IPython Notebook: Julian Chan

In [6]:
import numpy as np
import pandas as pd
import json

In [19]:
founders = pd.read_csv("cleaned_data_v2.csv", encoding="ISO-8859-1")
output = pd.read_csv("output_data_v2.csv", encoding="ISO-8859-1")

# Initialize weights for each feature; assume 2 columns are founder name and company name
weights = np.array([np.random.uniform(0, 1) for _ in range(founders.shape[1] - 2)])

In [20]:
class FounderSimilarityCalculator:
    def __init__(self, data, weights):
        """
        Input:
            data: pandas dataframe of feature values (assumes founder name is first column, company name is second column)
            weights: array of weights for each feature to be used in determining "distance" between founders
        """
        self.founders = data.iloc[:,0] # the first column is assumed to be founder name
        self.companies = data.iloc[:,1] # the second column is assumed to be company name
        self.crunchbase = data.iloc[:,20] # the 21st column is assumed to be the founder's CrunchBase link
        self.linkedin = data.iloc[:,21] # the 22nd column is assumed to be the founder's LinkedIn link
        
        self.features = data.iloc[:,2:]
        self.weights = weights
        self.sum_of_weights = np.sum(weights) # compute the sum of the weights as a normalizing factor for similarity
        
        assert self.features.shape[1] == len(self.weights) # ensure that the # of weights corresponds to # of features
    
    def _weightedContributionToSimilarity(self, feature1, feature2, weight):
        """
        Computes the weighted contribution of the current feature to the similarity measure.
        
        If the two values are the same, then we add 1*weight to the similarity score.
        
        For features whose values are continuous, the probability of 2 values being equal is very small, so we don't want
        to penalize them for being different.
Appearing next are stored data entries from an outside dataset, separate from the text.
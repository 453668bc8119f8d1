//! Application settings (`~/.config/calcron/config.toml` plus `CALCRON_*`).
//!
//! These tune how a pass runs. What to schedule lives in the per-instance
//! settings file instead (see `calcron_core::state`).

use std::path::{Path, PathBuf};

use anyhow::{Context, Result};
use chrono::Duration;
use config::{Config, Environment, File};
use serde::Deserialize;

#[derive(Debug, Clone, PartialEq, Deserialize)]
#[serde(default)]
pub struct AppConfig {
    /// How far ahead to fetch events, e.g. "7d".
    pub horizon: String,
    /// How far back the relay flavor re-reads, e.g. "1h".
    pub relay_lookback: String,
    pub at_binary: String,
    pub relay_command: String,
    /// Optional debug-level log file, relative to the home directory.
    pub log_file: Option<PathBuf>,
}

impl Default for AppConfig {
    fn default() -> Self {
        AppConfig {
            horizon: "7d".to_string(),
            relay_lookback: "1h".to_string(),
            at_binary: "at".to_string(),
            relay_command: "relay".to_string(),
            log_file: None,
        }
    }
}

impl AppConfig {
    pub fn load() -> Result<Self> {
        let path = config_path()?;
        Self::load_from(&path)
    }

    pub fn load_from(path: &Path) -> Result<Self> {
        Config::builder()
            .add_source(File::from(path).required(false))
            .add_source(Environment::with_prefix("CALCRON"))
            .build()
            .context("Failed to read calcron config")?
            .try_deserialize()
            .context("Invalid calcron config")
    }

    pub fn horizon(&self) -> Result<Duration> {
        parse_duration(&self.horizon).context("Invalid horizon")
    }

    pub fn relay_lookback(&self) -> Result<Duration> {
        parse_duration(&self.relay_lookback).context("Invalid relay_lookback")
    }

    pub fn log_path(&self) -> Result<Option<PathBuf>> {
        self.log_file.as_deref().map(home_path).transpose()
    }
}

/// Parse a humantime duration ("7d", "90min", "1h 30m").
pub fn parse_duration(input: &str) -> Result<Duration> {
    let std_dur = humantime::parse_duration(input.trim()).map_err(|e| anyhow::anyhow!("{}", e))?;
    Ok(Duration::from_std(std_dur)?)
}

/// Get the config file path (~/.config/calcron/config.toml)
pub fn config_path() -> Result<PathBuf> {
    let config_dir = dirs::config_dir()
        .context("Could not determine config directory")?
        .join("calcron");
    Ok(config_dir.join("config.toml"))
}

/// Expand `~` and take relative paths from the home directory.
pub fn home_path(arg: &Path) -> Result<PathBuf> {
    let expanded = PathBuf::from(shellexpand::tilde(&arg.to_string_lossy()).into_owned());
    if expanded.is_absolute() {
        return Ok(expanded);
    }

    let home = dirs::home_dir().context("Could not determine home directory")?;
    Ok(home.join(expanded))
}

#[cfg(test)]
mod tests {
    use super::*;

    #[test]
    fn test_defaults_without_config_file() {
        let dir = tempfile::tempdir().unwrap();
        let app = AppConfig::load_from(&dir.path().join("missing.toml")).unwrap();

        assert_eq!(app.at_binary, "at");
        assert_eq!(app.horizon().unwrap(), Duration::days(7));
        assert_eq!(app.relay_lookback().unwrap(), Duration::hours(1));
    }

    #[test]
    fn test_config_file_overrides_defaults() {
        let dir = tempfile::tempdir().unwrap();
        let path = dir.path().join("config.toml");
        std::fs::write(&path, "horizon = \"2d\"\nrelay_command = \"/usr/local/bin/gpio\"\n")
            .unwrap();

        let app = AppConfig::load_from(&path).unwrap();

        assert_eq!(app.horizon().unwrap(), Duration::days(2));
        assert_eq!(app.relay_command, "/usr/local/bin/gpio");
        assert_eq!(app.relay_lookback, "1h");
        assert_eq!(app.log_path().unwrap(), None);
    }

    #[test]
    fn test_log_file_is_taken_from_home() {
        let dir = tempfile::tempdir().unwrap();
        let path = dir.path().join("config.toml");
        std::fs::write(&path, "log_file = \"logs/calcron.log\"\n").unwrap();

        let app = AppConfig::load_from(&path).unwrap();

        assert_eq!(
            app.log_path().unwrap(),
            Some(dirs::home_dir().unwrap().join("logs/calcron.log"))
        );
    }

    #[test]
    fn test_parse_duration() {
        assert_eq!(parse_duration("90min").unwrap(), Duration::minutes(90));
        assert_eq!(parse_duration(" 1h 30m ").unwrap(), Duration::minutes(90));
        assert!(parse_duration("soon").is_err());
    }

    #[test]
    fn test_home_path() {
        let home = dirs::home_dir().unwrap();

        assert_eq!(home_path(Path::new(".calcron")).unwrap(), home.join(".calcron"));
        assert_eq!(home_path(Path::new("~/x/.calcron")).unwrap(), home.join("x/.calcron"));
        assert_eq!(
            home_path(Path::new("/etc/calcron.json")).unwrap(),
            PathBuf::from("/etc/calcron.json")
        );
    }
}
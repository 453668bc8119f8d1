//! Relay actuator that shells out to a relay control program.

use std::process::Stdio;

use async_trait::async_trait;
use calcron_core::ports::{Actuator, RelayState};
use calcron_core::{CalcronError, CalcronResult};
use tokio::process::Command;
use tracing::debug;

pub struct CommandActuator {
    command: String,
}

impl CommandActuator {
    /// `command` may carry leading arguments, e.g. `"sudo gpio-relay"`.
    pub fn new(command: impl Into<String>) -> Self {
        CommandActuator {
            command: command.into(),
        }
    }

    async fn run(&self, pin: u32, position: Option<RelayState>) -> CalcronResult<RelayState> {
        let mut words = self.command.split_whitespace();
        let program = words
            .next()
            .ok_or_else(|| CalcronError::Config("relay_command is empty".into()))?;

        let mut args: Vec<String> = words.map(str::to_string).collect();
        args.extend(["--relay".to_string(), pin.to_string()]);
        if let Some(state) = position {
            args.extend(["--position".to_string(), state.as_digit().to_string()]);
        }
        debug!(program, ?args, "Running relay command");

        let output = Command::new(program)
            .args(&args)
            .stdin(Stdio::null())
            .stderr(Stdio::inherit())
            .output()
            .await
            .map_err(|e| CalcronError::Executor(format!("Failed to run {program}: {e}")))?;

        if !output.status.success() {
            return Err(CalcronError::Executor(format!(
                "{program} exited with status {}",
                output.status.code().unwrap_or(-1)
            )));
        }

        parse_state(&String::from_utf8_lossy(&output.stdout))
    }
}

/// The last non-empty line of the relay program's output is `0` or `1`.
pub fn parse_state(stdout: &str) -> CalcronResult<RelayState> {
    let last = stdout
        .lines()
        .map(str::trim)
        .rfind(|line| !line.is_empty())
        .unwrap_or_default();

    RelayState::from_digit(last)
        .ok_or_else(|| CalcronError::Executor(format!("Unexpected relay state '{last}'")))
}

#[async_trait]
impl Actuator for CommandActuator {
    async fn read(&self, pin: u32) -> CalcronResult<RelayState> {
        self.run(pin, None).await
    }

    async fn write(&self, pin: u32, state: RelayState) -> CalcronResult<RelayState> {
        self.run(pin, Some(state)).await
    }
}
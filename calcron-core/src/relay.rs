//! Relay flavor: one binary actuator that is on while any event runs.

use async_trait::async_trait;
use chrono::NaiveDateTime;
use tracing::{error, info};

use crate::engine::Reconciler;
use crate::error::CalcronResult;
use crate::event::NormalizedEvent;
use crate::merge::{merge_events, prune_events};
use crate::ports::{Actuator, RelayState};

/// On iff a non-cancelled event is running at `now`.
pub fn desired_state(events: &[NormalizedEvent], now: NaiveDateTime) -> RelayState {
    events
        .iter()
        .any(|event| !event.is_cancelled() && event.covers(now))
        .into()
}

/// Drive the relay on `pin` to the state the events ask for.
///
/// Only writes when the current position differs. Returns the position after
/// the call.
pub async fn update_relay(
    actuator: &dyn Actuator,
    pin: u32,
    events: &[NormalizedEvent],
    now: NaiveDateTime,
) -> CalcronResult<RelayState> {
    let current = actuator.read(pin).await?;
    let desired = desired_state(events, now);

    if current == desired {
        return Ok(current);
    }

    let after = actuator.write(pin, desired).await?;
    info!(pin, %now, "turned relay {after}");
    Ok(after)
}

pub struct RelayReconciler<'a> {
    pin: u32,
    actuator: &'a dyn Actuator,
}

impl<'a> RelayReconciler<'a> {
    pub fn new(pin: u32, actuator: &'a dyn Actuator) -> Self {
        RelayReconciler { pin, actuator }
    }
}

#[async_trait]
impl Reconciler for RelayReconciler<'_> {
    type Records = Vec<NormalizedEvent>;

    fn tolerates_fetch_failure(&self) -> bool {
        true
    }

    async fn reconcile(
        &self,
        local: Vec<NormalizedEvent>,
        fetched: Vec<NormalizedEvent>,
        now: NaiveDateTime,
    ) -> CalcronResult<Vec<NormalizedEvent>> {
        let events = merge_events(local, fetched);

        match update_relay(self.actuator, self.pin, &events, now).await {
            Ok(state) => info!(pin = self.pin, %state, "Relay position"),
            Err(e) => error!(pin = self.pin, error = %e, "Could not update relay"),
        }

        Ok(prune_events(events, now))
    }

    async fn reset(&self, _events: Vec<NormalizedEvent>) -> Vec<NormalizedEvent> {
        Vec::new()
    }
}

#[cfg(test)]
mod tests {
    use super::*;
    use crate::clock::FixedClock;
    use crate::engine::testing::{FakeRelay, FakeSource};
    use crate::engine::{EngineConfig, Ledger, SchedulingEngine};
    use crate::event::{EventStatus, EventTime, RemoteEvent};
    use chrono::{Duration, NaiveDate};

    fn at(y: i32, h: u32, min: u32) -> NaiveDateTime {
        NaiveDate::from_ymd_opt(y, 12, 7)
            .unwrap()
            .and_hms_opt(h, min, 0)
            .unwrap()
    }

    fn heat(
        id: &str,
        status: EventStatus,
        start: NaiveDateTime,
        end: NaiveDateTime,
    ) -> NormalizedEvent {
        NormalizedEvent {
            id: id.to_string(),
            status,
            start,
            end,
            description: String::new(),
            summary: Some("heat".to_string()),
            updated: None,
        }
    }

    #[test]
    fn test_desired_state() {
        let now = at(2014, 21, 25);
        let running = heat("a", EventStatus::Confirmed, at(2014, 21, 0), at(2014, 22, 0));
        let cancelled = heat("b", EventStatus::Cancelled, at(2014, 21, 0), at(2014, 22, 0));
        let future = heat("c", EventStatus::Confirmed, at(2114, 21, 0), at(2114, 22, 0));
        let past = heat("d", EventStatus::Confirmed, at(2013, 21, 0), at(2013, 22, 0));

        assert_eq!(desired_state(&[running.clone()], now), RelayState::On);
        assert_eq!(desired_state(&[cancelled], now), RelayState::Off);
        assert_eq!(desired_state(&[future, past], now), RelayState::Off);
        // Window bounds are exclusive
        assert_eq!(desired_state(&[running], at(2014, 22, 0)), RelayState::Off);
    }

    #[tokio::test]
    async fn test_update_relay_writes_only_on_change() {
        let relay = FakeRelay::new(RelayState::Off);
        let events = vec![heat("a", EventStatus::Confirmed, at(2014, 21, 0), at(2014, 22, 0))];
        let inside = at(2014, 21, 25);

        assert_eq!(update_relay(&relay, 1, &events, inside).await.unwrap(), RelayState::On);
        assert_eq!(update_relay(&relay, 1, &events, inside).await.unwrap(), RelayState::On);
        assert_eq!(*relay.writes.lock().unwrap(), vec![RelayState::On]);

        let outside = at(2014, 23, 0);
        assert_eq!(update_relay(&relay, 1, &events, outside).await.unwrap(), RelayState::Off);
        assert_eq!(update_relay(&relay, 1, &events, outside).await.unwrap(), RelayState::Off);
        assert_eq!(*relay.writes.lock().unwrap(), vec![RelayState::On, RelayState::Off]);
    }

    fn remote(id: &str, start: NaiveDateTime, end: NaiveDateTime) -> RemoteEvent {
        RemoteEvent {
            id: id.to_string(),
            status: EventStatus::Confirmed,
            start: Some(EventTime::date_time(start.and_utc().to_rfc3339())),
            end: Some(EventTime::date_time(end.and_utc().to_rfc3339())),
            summary: Some("heat".to_string()),
            description: None,
            updated: None,
        }
    }

    #[tokio::test]
    async fn test_pass_merges_switches_and_prunes() {
        let now = at(2026, 21, 25);
        let clock = FixedClock::at(now);
        let source = FakeSource::returning(vec![remote("new", at(2026, 21, 0), at(2026, 22, 0))]);
        let engine = SchedulingEngine::new(
            EngineConfig::new("cal").with_lookback(Duration::hours(1)),
            &source,
            &clock,
        );
        let relay = FakeRelay::new(RelayState::Off);
        let reconciler = RelayReconciler::new(24, &relay);
        let local = vec![heat("old", EventStatus::Confirmed, at(2026, 8, 0), at(2026, 9, 0))];

        let next = engine
            .run(&Ledger { last_sync: None, records: local }, &reconciler)
            .await
            .unwrap();

        assert_eq!(*relay.writes.lock().unwrap(), vec![RelayState::On]);
        assert_eq!(next.records.len(), 1);
        assert_eq!(next.records[0].id, "new");
        assert_eq!(next.last_sync, Some(now.and_utc()));
        assert_eq!(
            source.seen.lock().unwrap()[0][0].time_min,
            (now - Duration::hours(1)).and_utc()
        );
    }

    #[tokio::test]
    async fn test_pass_uses_cached_events_when_offline() {
        let now = at(2026, 21, 25);
        let clock = FixedClock::at(now);
        let source = FakeSource::failing();
        let engine = SchedulingEngine::new(EngineConfig::new("cal"), &source, &clock);
        let relay = FakeRelay::new(RelayState::Off);
        let reconciler = RelayReconciler::new(24, &relay);
        let cached = vec![heat("a", EventStatus::Confirmed, at(2026, 21, 0), at(2026, 22, 0))];

        let next = engine
            .run(&Ledger { last_sync: None, records: cached.clone() }, &reconciler)
            .await
            .unwrap();

        assert_eq!(*relay.state.lock().unwrap(), RelayState::On);
        assert_eq!(next.records, cached);
        assert_eq!(next.last_sync, None);
    }

    #[tokio::test]
    async fn test_broken_actuator_does_not_fail_pass() {
        let now = at(2026, 21, 25);
        let clock = FixedClock::at(now);
        let source = FakeSource::returning(vec![]);
        let engine = SchedulingEngine::new(EngineConfig::new("cal"), &source, &clock);
        let mut relay = FakeRelay::new(RelayState::Off);
        relay.broken = true;
        let reconciler = RelayReconciler::new(24, &relay);

        let next = engine
            .run(&Ledger { last_sync: None, records: Vec::new() }, &reconciler)
            .await
            .unwrap();

        assert!(relay.writes.lock().unwrap().is_empty());
        assert_eq!(next.last_sync, Some(now.and_utc()));
    }
}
We can use a smoother penalty based on how different they are. So, if the 
        two values are different,
            1. Compute the absolute difference between the two values
            2. Add 1/difference * weight to the similarity score
        
        Input:
            feature1: feature of founder
            feature2: corresponding feature of different founder
            weight: weight on the feature
        """
        if isinstance(feature1, str) and isinstance(feature2, str):
            if feature1 == feature2:
                return weight
            else:
                return 0
        elif isinstance(feature1, float) and isinstance(feature2, float):
            if not (np.isnan(feature1) or np.isnan(feature2)):
                diff = np.abs(feature1 - feature2)
                if diff <= 1:
                    return weight
                else:
                    return 1/diff * weight
            else:
                return 0
        return 0
    
    def _computeWeightedSimilarity(self, founder1_index, founder2_index):
        """
        Computes the weighted similarity between 2 founders.
        
        Input:
            founder1_index: integer index of founder 1
            founder2_index: integer index of founder 2
        """
        founder1 = self.founders.iloc[founder1_index]
        founder2 = self.founders.iloc[founder2_index]
        
        features1 = self.features.iloc[founder1_index,:]
        features2 = self.features.iloc[founder2_index,:]
        
        similarity = 0
        for i in range(features1.shape[0]):
            similarity += self._weightedContributionToSimilarity(features1[i], features2[i], self.weights[i])
        
        return similarity/self.sum_of_weights
    
    def findKClosestFounders(self, k, founder_index):
        """
        Finds the k closest founders in terms of similarity to the founder corresponding to founder_index.
        
        Input:
            k: # of most similar founders
            founder_index: integer index of founder of whom we wish to find similar founders
        """
        assert k < self.founders.shape[0]
        
        similarity = np.zeros(self.founders.shape[0])
        
        for i in range(self.founders.shape[0]):
            if i == founder_index:
                continue
            similarity[i] = self._computeWeightedSimilarity(founder_index, i)
            
        min_indices = similarity.argsort()[::-1][:k]
        
        closest_founders = []
        closest_companies = []
        similarity_score = []
        crunchbase_links = []
        linkedin_links = []
        
        for i in min_indices:
            closest_founders.append(self.founders.iloc[i])
            closest_companies.append(self.companies.iloc[i])
            similarity_score.append(similarity[i])
            crunchbase_links.append(self.crunchbase.iloc[i])
            linkedin_links.append(self.linkedin.iloc[i])
        
        return closest_founders, closest_companies, similarity_score, crunchbase_links, linkedin_links

In [26]:
fsc = FounderSimilarityCalculator(founders, weights)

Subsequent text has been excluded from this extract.